Muchas familias cohabitantes o en situación de alquiler informal han sido desalojadas. Las causas son múltiples. Por un lado, la pandemia y las medidas que los gobiernos adoptaron para hacer frente a la emergencia tensionaron fuertemente los arreglos residenciales que habitualmente organizan la vida de los grupos más vulnerables de la sociedad.

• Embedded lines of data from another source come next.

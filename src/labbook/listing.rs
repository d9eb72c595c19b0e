//! Enumerating and ordering the LabBooks available locally

use crate::error::{LabError, LabResult};
use crate::labbook::loader::read_metadata;
use crate::labbook::owner_dir;
use crate::paging::{OrderBy, SortDirection};
use chrono::{DateTime, Utc};
use serde::{Deserialize, Serialize};
use std::path::Path;
use tokio::fs;
use tracing::{debug, warn};

/// Listing entry for one local LabBook
#[derive(Debug, Clone, PartialEq, Eq, Serialize, Deserialize)]
#[serde(rename_all = "camelCase")]
pub struct LabBookSummary {
    pub id: String,
    pub owner: String,
    pub name: String,
    pub description: String,
    pub created_on: DateTime<Utc>,
    pub modified_on: DateTime<Utc>,
}

/// List every LabBook of every owner visible to `username`
///
/// Entries whose metadata cannot be read are skipped with a warning so one
/// broken LabBook does not hide the others.
pub async fn list_local(working_dir: &Path, username: &str) -> LabResult<Vec<LabBookSummary>> {
    let user_dir = working_dir.join(username);
    if !user_dir.is_dir() {
        debug!("No LabBooks for {} under {}", username, working_dir.display());
        return Ok(Vec::new());
    }

    let mut summaries = Vec::new();
    for owner in read_dir_names(&user_dir).await? {
        let labbooks = owner_dir(working_dir, username, &owner);
        if !labbooks.is_dir() {
            continue;
        }

        for name in read_dir_names(&labbooks).await? {
            let root = labbooks.join(&name);
            let metadata = match read_metadata(&root).await {
                Ok(metadata) => metadata,
                Err(e) => {
                    warn!("Skipping {}/{}: {}", owner, name, e);
                    continue;
                }
            };

            let modified_on = fs::metadata(&root)
                .await
                .and_then(|m| m.modified())
                .map(DateTime::<Utc>::from)
                .unwrap_or(metadata.created_on);

            summaries.push(LabBookSummary {
                id: format!("{}&{}", owner, metadata.name),
                owner: owner.clone(),
                name: metadata.name,
                description: metadata.description,
                created_on: metadata.created_on,
                modified_on,
            });
        }
    }

    debug!("Found {} local LabBooks for {}", summaries.len(), username);
    Ok(summaries)
}

/// Order summaries in place
///
/// Ties are broken by owner then name so the order is total and cursors
/// stay stable between identical listings.
pub fn sort_summaries(items: &mut [LabBookSummary], order_by: OrderBy, sort: SortDirection) {
    items.sort_by(|a, b| {
        let primary = match order_by {
            OrderBy::Name => a.name.to_lowercase().cmp(&b.name.to_lowercase()),
            OrderBy::CreatedOn => a.created_on.cmp(&b.created_on),
            OrderBy::ModifiedOn => a.modified_on.cmp(&b.modified_on),
        };
        primary
            .then_with(|| a.owner.cmp(&b.owner))
            .then_with(|| a.name.cmp(&b.name))
    });

    if sort.is_descending() {
        items.reverse();
    }
}

/// Names of the subdirectories of `dir`, skipping hidden entries
async fn read_dir_names(dir: &Path) -> LabResult<Vec<String>> {
    let mut entries = fs::read_dir(dir)
        .await
        .map_err(|e| LabError::io(format!("reading directory {}", dir.display()), e))?;

    let mut names = Vec::new();
    while let Some(entry) = entries
        .next_entry()
        .await
        .map_err(|e| LabError::io(format!("reading entry in {}", dir.display()), e))?
    {
        let is_dir = entry.file_type().await.map(|t| t.is_dir()).unwrap_or(false);
        let name = entry.file_name().to_string_lossy().to_string();
        if is_dir && !name.starts_with('.') {
            names.push(name);
        }
    }

    names.sort();
    Ok(names)
}

#[cfg(test)]
mod tests {
    use super::*;
    use crate::labbook::FsLabBookLoader;
    use chrono::TimeZone;
    use tempfile::TempDir;

    fn summary(owner: &str, name: &str, created_day: u32) -> LabBookSummary {
        let created_on = Utc.with_ymd_and_hms(2018, 4, created_day, 12, 0, 0).unwrap();
        LabBookSummary {
            id: format!("{}&{}", owner, name),
            owner: owner.to_string(),
            name: name.to_string(),
            description: String::new(),
            created_on,
            modified_on: created_on,
        }
    }

    fn names(items: &[LabBookSummary]) -> Vec<&str> {
        items.iter().map(|s| s.name.as_str()).collect()
    }

    #[tokio::test]
    async fn lists_all_owners() {
        let temp = TempDir::new().unwrap();
        let loader = FsLabBookLoader::new(temp.path());
        loader.create("alice", "alice", "one", "").await.unwrap();
        loader.create("alice", "bob", "two", "").await.unwrap();
        loader.create("carol", "carol", "three", "").await.unwrap();

        let mut found = list_local(temp.path(), "alice").await.unwrap();
        sort_summaries(&mut found, OrderBy::Name, SortDirection::Asc);

        assert_eq!(names(&found), vec!["one", "two"]);
        assert_eq!(found[1].owner, "bob");
        assert_eq!(found[1].id, "bob&two");
    }

    #[tokio::test]
    async fn unknown_user_has_no_labbooks() {
        let temp = TempDir::new().unwrap();
        assert!(list_local(temp.path(), "nobody").await.unwrap().is_empty());
    }

    #[tokio::test]
    async fn broken_entries_are_skipped() {
        let temp = TempDir::new().unwrap();
        let loader = FsLabBookLoader::new(temp.path());
        loader.create("alice", "alice", "good", "").await.unwrap();
        std::fs::create_dir_all(owner_dir(temp.path(), "alice", "alice").join("bad")).unwrap();

        let found = list_local(temp.path(), "alice").await.unwrap();
        assert_eq!(names(&found), vec!["good"]);
    }

    #[test]
    fn sort_by_name_is_case_insensitive() {
        let mut items = vec![
            summary("a", "beta", 1),
            summary("a", "Alpha", 2),
            summary("a", "gamma", 3),
        ];
        sort_summaries(&mut items, OrderBy::Name, SortDirection::Asc);
        assert_eq!(names(&items), vec!["Alpha", "beta", "gamma"]);

        sort_summaries(&mut items, OrderBy::Name, SortDirection::Desc);
        assert_eq!(names(&items), vec!["gamma", "beta", "Alpha"]);
    }

    #[test]
    fn sort_by_creation_date() {
        let mut items = vec![
            summary("a", "late", 20),
            summary("a", "early", 1),
            summary("a", "middle", 10),
        ];
        sort_summaries(&mut items, OrderBy::CreatedOn, SortDirection::Desc);
        assert_eq!(names(&items), vec!["late", "middle", "early"]);
    }
}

El “quedate en casa” en algunas situaciones de cohabitación en viviendas pequeñas y escasamente confortables implicó redefinir arreglos residenciales preexistentes que, en muchos casos, dieron lugar a expulsiones compulsivas.
Asimismo, los relevamientos que universidades y organizaciones desarrollaron entre referentes de barrios populares de diferentes partes del país dejaron ver con claridad que la pandemia y el aislamiento preventivo y obligatorio (ASPO) impactaron fuertemente en la disponibilidad de ingresos y en la disponibilidad de fuentes para conseguirlos. La falta de ingresos tiene un correlato inmediato en las posibilidades (o imposibilidades) de acceso a una vivienda, especialmente cuando esa vivienda se alquila en el mercado informal. Sin ingresos y sin posibilidades para conseguirlos, en situaciones en las que no hay política ni norma que te ampare, la respuesta es el desalojo.
Frente a las necesidades de vivienda, actuamos como una sociedad anestesiada. No nos mueve un pelo que cerca de 15.000.000 de personas en nuestro país -el tamaño promedio de personas por hogar en Argentina es de 3,3- no puedan ejercer el derecho a la vivienda. Como sociedad, hemos naturalizado la violación permanente al derecho un nivel de vida adecuado.
Antes del escenario pandémico, el problema de la vivienda ya era entre nosotros una tragedia. Hoy lo es aún más. Guernica, Entre Ríos y otras tomas que se suceden a lo largo y a lo ancho del país con menos visibilidad mediática nos ponen de cara a la deuda que socialmente tenemos con las necesidades de vivienda que padece una parte muy importante de la población de Argentina.
La pandemia y la inusitada visibilidad que adquirieron las tomas en este escenario -aun cuando, por ejemplo, habitualmente en la Provincia de Buenos Aires ocurren unas 140 tomas por mes- desnudaron el laberinto de los derechos. Quizá sea esta una buena oportunidad para preguntarnos por qué como sociedad empatizamos más con algunas normas que con otras… más con el derecho humano a la propiedad que con el derecho humano a la vivienda. El camino parece mostrarlo la ya madura Declaración Universal. No se trata de uno u otro. Se trata de los 30 derechos que consagran sus 30 artículos, incluido el derecho a la vivienda.